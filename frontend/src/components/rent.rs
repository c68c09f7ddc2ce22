use carrent_client::rent::{RentalCatalog, RentalForm, submit_rental};
use carrent_client::route::AppRoute;
use carrent_shared::pricing::format_vnd;
use carrent_shared::{User, ValidationError};
use leptos::prelude::*;
use leptos::task::spawn_local;

use crate::auth::AuthContext;
use crate::components::toast::{Toast, ToastView};
use crate::web::router::RouterService;

/// 新建租车合同
#[component]
pub fn RentPage(auth: AuthContext, router: RouterService) -> impl IntoView {
    let toast = Toast::new();
    let catalog = RwSignal::new(Option::<RentalCatalog>::None);
    let form = RwSignal::new(RentalForm::default());
    let (is_submitting, set_is_submitting) = signal(false);
    let (error_msg, set_error_msg) = signal(Option::<String>::None);

    {
        let api = auth.api();
        spawn_local(async move {
            match RentalCatalog::load(&api).await {
                Ok(loaded) => catalog.set(Some(loaded)),
                Err(e) => {
                    catalog.set(Some(RentalCatalog::default()));
                    toast.error(format!("Không tải được danh sách xe: {}", e));
                }
            }
        });
    }

    let estimate = move || {
        catalog.with(|c| {
            c.as_ref()
                .and_then(|c| form.with(|f| f.estimate(c)))
        })
    };

    let set_date = move |raw: String, apply: fn(&mut RentalForm, &str) -> Result<(), ValidationError>| {
        if let Some(Err(e)) = form.try_update(|f| apply(f, &raw)) {
            set_error_msg.set(Some(e.to_string()));
        }
    };

    let on_submit = move |ev: leptos::ev::SubmitEvent| {
        ev.prevent_default();
        let Some(user) = auth.user_untracked() else {
            return;
        };
        let Some(current) = catalog.get_untracked() else {
            return;
        };
        let draft = form.get_untracked();

        set_is_submitting.set(true);
        set_error_msg.set(None);

        let api = auth.api();
        spawn_local(async move {
            match submit_rental(&api, &user, &draft, &current).await {
                Ok(_) => {
                    set_is_submitting.set(false);
                    router.navigate(AppRoute::UserDashboard);
                }
                Err(e) => {
                    set_is_submitting.set(false);
                    set_error_msg.set(Some(e.to_string()));
                }
            }
        });
    };

    let info_row = move |label: &'static str, value: fn(&User) -> String| {
        view! {
            <div class="flex justify-between py-1">
                <span class="text-base-content/70">{label}</span>
                <span class="font-semibold">{move || auth.user().map(|u| value(&u)).unwrap_or_default()}</span>
            </div>
        }
    };

    view! {
        <ToastView toast=toast />
        <div class="grid gap-6 md:grid-cols-3">
            <div class="card bg-base-100 shadow-xl md:col-span-1">
                <div class="card-body">
                    <h3 class="card-title">"Thông tin người thuê"</h3>
                    {info_row("Họ tên", |u| u.name.clone())}
                    {info_row("Số điện thoại", |u| u.phone.clone())}
                    {info_row("CCCD", |u| u.national_id.clone())}
                    {info_row("Địa chỉ", |u| u.address.clone())}
                </div>
            </div>

            <div class="card bg-base-100 shadow-xl md:col-span-2">
                <form class="card-body space-y-2" on:submit=on_submit>
                    <h3 class="card-title">"Thuê xe"</h3>
                    <Show when=move || error_msg.get().is_some()>
                        <div role="alert" class="alert alert-error text-sm py-2">
                            <span>{move || error_msg.get().unwrap_or_default()}</span>
                        </div>
                    </Show>

                    <Show
                        when=move || catalog.with(Option::is_some)
                        fallback=|| view! { <span class="loading loading-spinner loading-md"></span> }
                    >
                        <div class="form-control">
                            <label class="label" for="car">
                                <span class="label-text">"Xe"</span>
                            </label>
                            <select
                                id="car"
                                class="select select-bordered w-full"
                                disabled=move || is_submitting.get()
                                on:change=move |ev| {
                                    let raw = event_target_value(&ev);
                                    form.update(|f| f.select_car(&raw));
                                }
                            >
                                <option value="">"-- Chọn xe --"</option>
                                {move || catalog.with(|c| {
                                    c.iter()
                                        .flat_map(|c| c.cars.iter())
                                        .map(|car| {
                                            let label = format!(
                                                "{} {} ({}) - {} đ/ngày",
                                                car.brand,
                                                car.name,
                                                car.license_plate,
                                                format_vnd(car.price_per_day),
                                            );
                                            view! { <option value=car.id.to_string()>{label}</option> }
                                        })
                                        .collect_view()
                                })}
                            </select>
                        </div>

                        <div class="form-control">
                            <label class="label" for="collateral">
                                <span class="label-text">"Tài sản thế chấp"</span>
                            </label>
                            <select
                                id="collateral"
                                class="select select-bordered w-full"
                                disabled=move || is_submitting.get()
                                on:change=move |ev| {
                                    let raw = event_target_value(&ev);
                                    form.update(|f| f.select_collateral(&raw));
                                }
                            >
                                <option value="">"-- Chọn tài sản --"</option>
                                {move || catalog.with(|c| {
                                    c.iter()
                                        .flat_map(|c| c.collaterals.iter())
                                        .map(|item| {
                                            let label = format!("{} ({})", item.name, item.kind);
                                            view! { <option value=item.id.to_string()>{label}</option> }
                                        })
                                        .collect_view()
                                })}
                            </select>
                        </div>

                        <div class="grid gap-4 md:grid-cols-2">
                            <div class="form-control">
                                <label class="label" for="start-date">
                                    <span class="label-text">"Ngày bắt đầu"</span>
                                </label>
                                <input
                                    id="start-date"
                                    type="date"
                                    class="input input-bordered"
                                    disabled=move || is_submitting.get()
                                    prop:value=move || form.with(|f| f.start_date.map(|d| d.to_string()).unwrap_or_default())
                                    on:change=move |ev| set_date(event_target_value(&ev), RentalForm::set_start)
                                />
                            </div>
                            <div class="form-control">
                                <label class="label" for="end-date">
                                    <span class="label-text">"Ngày kết thúc"</span>
                                </label>
                                <input
                                    id="end-date"
                                    type="date"
                                    class="input input-bordered"
                                    disabled=move || is_submitting.get()
                                    prop:value=move || form.with(|f| f.end_date.map(|d| d.to_string()).unwrap_or_default())
                                    on:change=move |ev| set_date(event_target_value(&ev), RentalForm::set_end)
                                />
                            </div>
                        </div>

                        <div class="stats bg-base-200 w-full">
                            <div class="stat">
                                <div class="stat-title">"Giá dự kiến"</div>
                                <div class="stat-value text-primary">
                                    {move || match estimate() {
                                        Some(price) => format!("{} đ", format_vnd(price)),
                                        None => "-".to_string(),
                                    }}
                                </div>
                            </div>
                        </div>

                        <div class="card-actions justify-end pt-2">
                            <button
                                type="submit"
                                class="btn btn-primary"
                                disabled=move || is_submitting.get() || !form.with(RentalForm::is_complete)
                            >
                                {move || if is_submitting.get() {
                                    view! { <span class="loading loading-spinner"></span> "Đang gửi..." }.into_any()
                                } else {
                                    "Xác nhận thuê".into_any()
                                }}
                            </button>
                        </div>
                    </Show>
                </form>
            </div>
        </div>
    }
}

Requirement:
Everything in the listing needs to be duplicated exactly, line for line.

Response:
filename frontend/src/components/rent.rs
repository c68c09f7ddc2ce22
use carrent_client::rent::{RentalCatalog, RentalForm, submit_rental};
use carrent_client::route::AppRoute;
use carrent_shared::pricing::format_vnd;
use carrent_shared::{User, ValidationError};
use leptos::prelude::*;
use leptos::task::spawn_local;

use crate::auth::AuthContext;
use crate::components::toast::{Toast, ToastView};
use crate::web::router::RouterService;

/// 新建租车合同
#[component]
pub fn RentPage(auth: AuthContext, router: RouterService) -> impl IntoView {
    let toast = Toast::new();
    let catalog = RwSignal::new(Option::<RentalCatalog>::None);
    let form = RwSignal::new(RentalForm::default());
    let (is_submitting, set_is_submitting) = signal(false);
    let (error_msg, set_error_msg) = signal(Option::<String>::None);

    {
        let api = auth.api();
        spawn_local(async move {
            match RentalCatalog::load(&api).await {
                Ok(loaded) => catalog.set(Some(loaded)),
                Err(e) => {
                    catalog.set(Some(RentalCatalog::default()));
                    toast.error(format!("Không tải được danh sách xe: {}", e));
                }
            }
        });
    }

    let estimate = move || {
        catalog.with(|c| {
            c.as_ref()
                .and_then(|c| form.with(|f| f.estimate(c)))
        })
    };

    let set_date = move |raw: String, apply: fn(&mut RentalForm, &str) -> Result<(), ValidationError>| {
        if let Some(Err(e)) = form.try_update(|f| apply(f, &raw)) {
            set_error_msg.set(Some(e.to_string()));
        }
    };

    let on_submit = move |ev: leptos::ev::SubmitEvent| {
        ev.prevent_default();
        let Some(user) = auth.user_untracked() else {
            return;
        };
        let Some(current) = catalog.get_untracked() else {
            return;
        };
        let draft = form.get_untracked();

        set_is_submitting.set(true);
        set_error_msg.set(None);

        let api = auth.api();
        spawn_local(async move {
            match submit_rental(&api, &user, &draft, &current).await {
                Ok(_) => {
                    set_is_submitting.set(false);
                    router.navigate(AppRoute::UserDashboard);
                }
                Err(e) => {
                    set_is_submitting.set(false);
                    set_error_msg.set(Some(e.to_string()));
                }
            }
        });
    };

    let info_row = move |label: &'static str, value: fn(&User) -> String| {
        view! {
            <div class="flex justify-between py-1">
                <span class="text-base-content/70">{label}</span>
                <span class="font-semibold">{move || auth.user().map(|u| value(&u)).unwrap_or_default()}</span>
            </div>
        }
    };

    view! {
        <ToastView toast=toast />
        <div class="grid gap-6 md:grid-cols-3">
            <div class="card bg-base-100 shadow-xl md:col-span-1">
                <div class="card-body">
                    <h3 class="card-title">"Thông tin người thuê"</h3>
                    {info_row("Họ tên", |u| u.name.clone())}
                    {info_row("Số điện thoại", |u| u.phone.clone())}
                    {info_row("CCCD", |u| u.national_id.clone())}
                    {info_row("Địa chỉ", |u| u.address.clone())}
                </div>
            </div>

            <div class="card bg-base-100 shadow-xl md:col-span-2">
                <form class="card-body space-y-2" on:submit=on_submit>
                    <h3 class="card-title">"Thuê xe"</h3>
                    <Show when=move || error_msg.get().is_some()>
                        <div role="alert" class="alert alert-error text-sm py-2">
                            <span>{move || error_msg.get().unwrap_or_default()}</span>
                        </div>
                    </Show>

                    <Show
                        when=move || catalog.with(Option::is_some)
                        fallback=|| view! { <span class="loading loading-spinner loading-md"></span> }
                    >
                        <div class="form-control">
                            <label class="label" for="car">
                                <span class="label-text">"Xe"</span>
                            </label>
                            <select
                                id="car"
                                class="select select-bordered w-full"
                                disabled=move || is_submitting.get()
                                on:change=move |ev| {
                                    let raw = event_target_value(&ev);
                                    form.update(|f| f.select_car(&raw));
                                }
                            >
                                <option value="">"-- Chọn xe --"</option>
                                {move || catalog.with(|c| {
                                    c.iter()
                                        .flat_map(|c| c.cars.iter())
                                        .map(|car| {
                                            let label = format!(
                                                "{} {} ({}) - {} đ/ngày",
                                                car.brand,
                                                car.name,
                                                car.license_plate,
                                                format_vnd(car.price_per_day),
                                            );
                                            view! { <option value=car.id.to_string()>{label}</option> }
                                        })
                                        .collect_view()
                                })}
                            </select>
                        </div>

                        <div class="form-control">
                            <label class="label" for="collateral">
                                <span class="label-text">"Tài sản thế chấp"</span>
                            </label>
                            <select
                                id="collateral"
                                class="select select-bordered w-full"
                                disabled=move || is_submitting.get()
                                on:change=move |ev| {
                                    let raw = event_target_value(&ev);
                                    form.update(|f| f.select_collateral(&raw));
                                }
                            >
                                <option value="">"-- Chọn tài sản --"</option>
                                {move || catalog.with(|c| {
                                    c.iter()
                                        .flat_map(|c| c.collaterals.iter())
                                        .map(|item| {
                                            let label = format!("{} ({})", item.name, item.kind);
                                            view! { <option value=item.id.to_string()>{label}</option> }
                                        })
                                        .collect_view()
                                })}
                            </select>
                        </div>

                        <div class="grid gap-4 md:grid-cols-2">
                            <div class="form-control">
                                <label class="label" for="start-date">
                                    <span class="label-text">"Ngày bắt đầu"</span>
                                </label>
                                <input
                                    id="start-date"
                                    type="date"
                                    class="input input-bordered"
                                    disabled=move || is_submitting.get()
                                    prop:value=move || form.with(|f| f.start_date.map(|d| d.to_string()).unwrap_or_default())
                                    on:change=move |ev| set_date(event_target_value(&ev), RentalForm::set_start)
                                />
                            </div>
                            <div class="form-control">
                                <label class="label" for="end-date">
                                    <span class="label-text">"Ngày kết thúc"</span>
                                </label>
                                <input
                                    id="end-date"
                                    type="date"
                                    class="input input-bordered"
                                    disabled=move || is_submitting.get()
                                    prop:value=move || form.with(|f| f.end_date.map(|d| d.to_string()).unwrap_or_default())
                                    on:change=move |ev| set_date(event_target_value(&ev), RentalForm::set_end)
                                />
                            </div>
                        </div>

                        <div class="stats bg-base-200 w-full">
                            <div class="stat">
                                <div class="stat-title">"Giá dự kiến"</div>
                                <div class="stat-value text-primary">
                                    {move || match estimate() {
                                        Some(price) => format!("{} đ", format_vnd(price)),
                                        None => "-".to_string(),
                                    }}
                                </div>
                            </div>
                        </div>

                        <div class="card-actions justify-end pt-2">
                            <button
                                type="submit"
                                class="btn btn-primary"
                                disabled=move || is_submitting.get() || !form.with(RentalForm::is_complete)
                            >
                                {move || if is_submitting.get() {
                                    view! { <span class="loading loading-spinner"></span> "Đang gửi..." }.into_any()
                                } else {
                                    "Xác nhận thuê".into_any()
                                }}
                            </button>
                        </div>
                    </Show>
                </form>
            </div>
        </div>
    }
}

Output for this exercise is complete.